The bombings and Bramlet’s death occurred during years when the Chicago mob was trying to claim a larger share of Las Vegas. After his death, one of the men convicted of murdering him testified that in 1976, a thug known to work for mob enforcer Tony Spilotro, told Bramlet he would be killed if necessary. To make the point, “They knocked his ass off the barstool and stomped him,” said Gramby Hanley.
Gramby Hanley and his father, Thomas Hanley, were unrelated to Ed Hanley.
The Las Vegas Hanleys were also contract bomb planters and arsonists, and according to Gramby, Bramlet became their best customer. On the morning of Jan. 12, 1976, a bomb blew up David’s Place, a nonunion gourmet restaurant on West Charleston Boulevard near Rancho Drive. A year later, sophisticated booby-trap bombs were discovered on the same night in autos outside the Village Pub on Koval Lane and at the Starboard Tack restaurant on Atlantic Avenue. Each failed to ignite. These restaurants were also involved in labor disputes with the union.

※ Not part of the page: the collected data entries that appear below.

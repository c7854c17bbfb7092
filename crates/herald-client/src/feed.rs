use feed_rs::parser;
use herald_core::error::AppError;
use herald_core::{FeedItem, HttpConfig};
use reqwest::Client;

/// HTTP client that retrieves feed endpoints and parses them into
/// [`FeedItem`]s.
///
/// # Examples
///
/// ```no_run
/// use herald_client::FeedClient;
/// use herald_core::HttpConfig;
///
/// # async fn example() -> Result<(), herald_core::AppError> {
/// let client = FeedClient::new(&HttpConfig::default())?;
/// let items = client.fetch("https://example.com/feed.xml").await?;
/// println!("Found {} entries", items.len());
/// # Ok(())
/// # }
/// ```
pub struct FeedClient {
    client: Client,
    timeout_secs: u64,
}

impl FeedClient {
    /// Creates a feed client from the shared HTTP configuration.
    ///
    /// # Errors
    ///
    /// Returns `AppError::NetworkError` if the HTTP client cannot be
    /// built.
    pub fn new(config: &HttpConfig) -> Result<Self, AppError> {
        let client = Client::builder()
            .user_agent(&config.user_agent)
            .timeout(config.timeout)
            .build()
            .map_err(|e| AppError::NetworkError(e.to_string()))?;

        Ok(Self {
            client,
            timeout_secs: config.timeout_secs(),
        })
    }

    /// Retrieves one endpoint and parses the document into items.
    ///
    /// Document entry order is preserved. Retrieval and parse failures
    /// surface as errors so the caller can decide whether to skip the
    /// endpoint or abort.
    pub async fn fetch(&self, url: &str) -> Result<Vec<FeedItem>, AppError> {
        let response = self.client.get(url).send().await.map_err(|e| {
            if e.is_timeout() {
                AppError::Timeout(self.timeout_secs)
            } else {
                AppError::Feed {
                    url: url.to_string(),
                    reason: e.to_string(),
                }
            }
        })?;

        let status = response.status();
        if !status.is_success() {
            return Err(AppError::Feed {
                url: url.to_string(),
                reason: format!("HTTP {}", status.as_u16()),
            });
        }

        let body = response.bytes().await.map_err(|e| AppError::Feed {
            url: url.to_string(),
            reason: e.to_string(),
        })?;

        parse_items(&body)
    }
}

/// Parses a syndication document (RSS or Atom) into feed items.
///
/// The first link of each entry becomes the item URL; entries without
/// any link are dropped silently, since the URL is the identity the
/// whole deduplication scheme keys on. Title placeholder and summary
/// cap are applied by [`FeedItem::new`].
pub fn parse_items(content: &[u8]) -> Result<Vec<FeedItem>, AppError> {
    let feed = parser::parse(content).map_err(|e| AppError::Parse(e.to_string()))?;

    let items = feed
        .entries
        .into_iter()
        .filter_map(|entry| {
            let url = entry.links.first()?.href.clone();
            let title = entry.title.map(|t| t.content);
            let summary = entry.summary.map(|s| s.content);
            Some(FeedItem::new(title, url, summary))
        })
        .collect();

    Ok(items)
}

#[cfg(test)]
mod tests {
    use super::*;
    use herald_core::{DEFAULT_TITLE, SUMMARY_MAX_CHARS};

    fn rss_doc(items: &str) -> String {
        format!(
            r#"<?xml version="1.0" encoding="UTF-8"?>
<rss version="2.0">
  <channel>
    <title>Test Channel</title>
    <link>https://example.com</link>
    <description>fixture</description>
    {}
  </channel>
</rss>"#,
            items
        )
    }

    #[test]
    fn test_parse_rss_items() {
        let doc = rss_doc(
            r#"<item>
                 <title>First</title>
                 <link>https://example.com/1</link>
                 <description>first summary</description>
               </item>
               <item>
                 <title>Second</title>
                 <link>https://example.com/2</link>
                 <description>second summary</description>
               </item>"#,
        );

        let items = parse_items(doc.as_bytes()).unwrap();
        assert_eq!(items.len(), 2);
        assert_eq!(items[0].title, "First");
        assert_eq!(items[0].url, "https://example.com/1");
        assert_eq!(items[0].summary, "first summary");
        assert_eq!(items[1].url, "https://example.com/2");
    }

    #[test]
    fn test_entry_without_link_is_dropped() {
        let doc = rss_doc(
            r#"<item>
                 <title>No link here</title>
                 <description>orphan</description>
               </item>
               <item>
                 <title>Linked</title>
                 <link>https://example.com/linked</link>
               </item>"#,
        );

        let items = parse_items(doc.as_bytes()).unwrap();
        assert_eq!(items.len(), 1);
        assert_eq!(items[0].url, "https://example.com/linked");
    }

    #[test]
    fn test_entry_without_title_gets_placeholder() {
        let doc = rss_doc(
            r#"<item>
                 <link>https://example.com/untitled</link>
                 <description>still has a body</description>
               </item>"#,
        );

        let items = parse_items(doc.as_bytes()).unwrap();
        assert_eq!(items.len(), 1);
        assert_eq!(items[0].title, DEFAULT_TITLE);
    }

    #[test]
    fn test_long_description_is_capped() {
        let long = "s".repeat(SUMMARY_MAX_CHARS + 200);
        let doc = rss_doc(&format!(
            r#"<item>
                 <title>Long</title>
                 <link>https://example.com/long</link>
                 <description>{}</description>
               </item>"#,
            long
        ));

        let items = parse_items(doc.as_bytes()).unwrap();
        assert_eq!(items[0].summary.chars().count(), SUMMARY_MAX_CHARS);
    }

    #[test]
    fn test_parse_atom_entries() {
        let doc = r#"<?xml version="1.0" encoding="utf-8"?>
<feed xmlns="http://www.w3.org/2005/Atom">
  <title>Atom Fixture</title>
  <id>urn:uuid:fixture</id>
  <updated>2024-01-01T00:00:00Z</updated>
  <entry>
    <title>Atom Entry</title>
    <id>urn:uuid:entry-1</id>
    <updated>2024-01-01T00:00:00Z</updated>
    <link href="https://example.com/atom/1"/>
    <summary>atom summary</summary>
  </entry>
</feed>"#;

        let items = parse_items(doc.as_bytes()).unwrap();
        assert_eq!(items.len(), 1);
        assert_eq!(items[0].title, "Atom Entry");
        assert_eq!(items[0].url, "https://example.com/atom/1");
        assert_eq!(items[0].summary, "atom summary");
    }

    #[test]
    fn test_unparseable_document_is_an_error() {
        let result = parse_items(b"<html><body>not a feed</body></html>");
        assert!(matches!(result, Err(AppError::Parse(_))));
    }

    #[test]
    fn test_empty_channel_yields_no_items() {
        let doc = rss_doc("");
        let items = parse_items(doc.as_bytes()).unwrap();
        assert!(items.is_empty());
    }
}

But according to later testimony, Bramlet balked at paying for bombs that didn’t go off.
The Hanleys stewed over the perceived injustice for a couple of months. They did not stew in silence. On Feb. 22, 1977, Bramlet told his wife police had warned him Tom Hanley was out to get him. The next night, she testified, he got a phone call from one of the Hanleys and agreed to meet him two days later at the union hall and pay him.
But on Feb. 24 the Hanleys and Eugene Vaughan waited for Bramlet in the parking lot of McCarran Airport. Bramlet had a permit to carry a .357-caliber revolver, but federal laws and the airport metal detectors meant he would be unarmed upon arrival after a business trip to Reno. As Bramlet walked toward his car, Vaughan later testified, Gramby pointed a pistol at him and ordered, “Get in the van or I’ll kill you right here.” Bramlet was handcuffed and gagged with duct tape.
They rode into the desert. On the way, Tom assured Bramlet he wouldn’t be murdered. “You’ve got to come up with some money or we’re all going to prison.” So the group drove to a pay telephone and Bramlet called Wyman, asking for the loan of $10,000.
Then they drove back into the desert. Tom Hanley said, “Hey, Al.”
Bramlet turned and Tom Hanley shot him, Vaughan said. He was shot six times in all, including once in each ear.
Gramby Hanley said years later that he had not expected Bramlet would be killed after cooperating. “Mr. Bramlet had as much right to live as anyone else. But I wasn’t about to get shot over him, with my dad and Vaughan both drunk and armed.”
The men stripped the body of clothes and buried it under a pile of rocks. Vaughan told the story to a woman, and eventually police learned it. Gramby and Tom Hanley pleaded guilty and got life sentences without parole, while Vaughan got less in return for his cooperation.
Gramby Hanley disappeared into the Federal Witness Protection Program, emerging briefly in 1982 to testify before a U.S. Senate panel investigating illegal union activities. He said that Bramlet had been selling his Nevada assets and preparing to flee the country, fearing he might be caught in the bombings and other matters, when the Hanleys killed him.
In 1995 the international union signed a consent decree allowing a court-appointed monitor, the former chief of the Justice Department’s organized crime and racketeering unit, to oversee union activities. Four key International officers resigned about the same time. In 1998 Ed Hanley stepped down.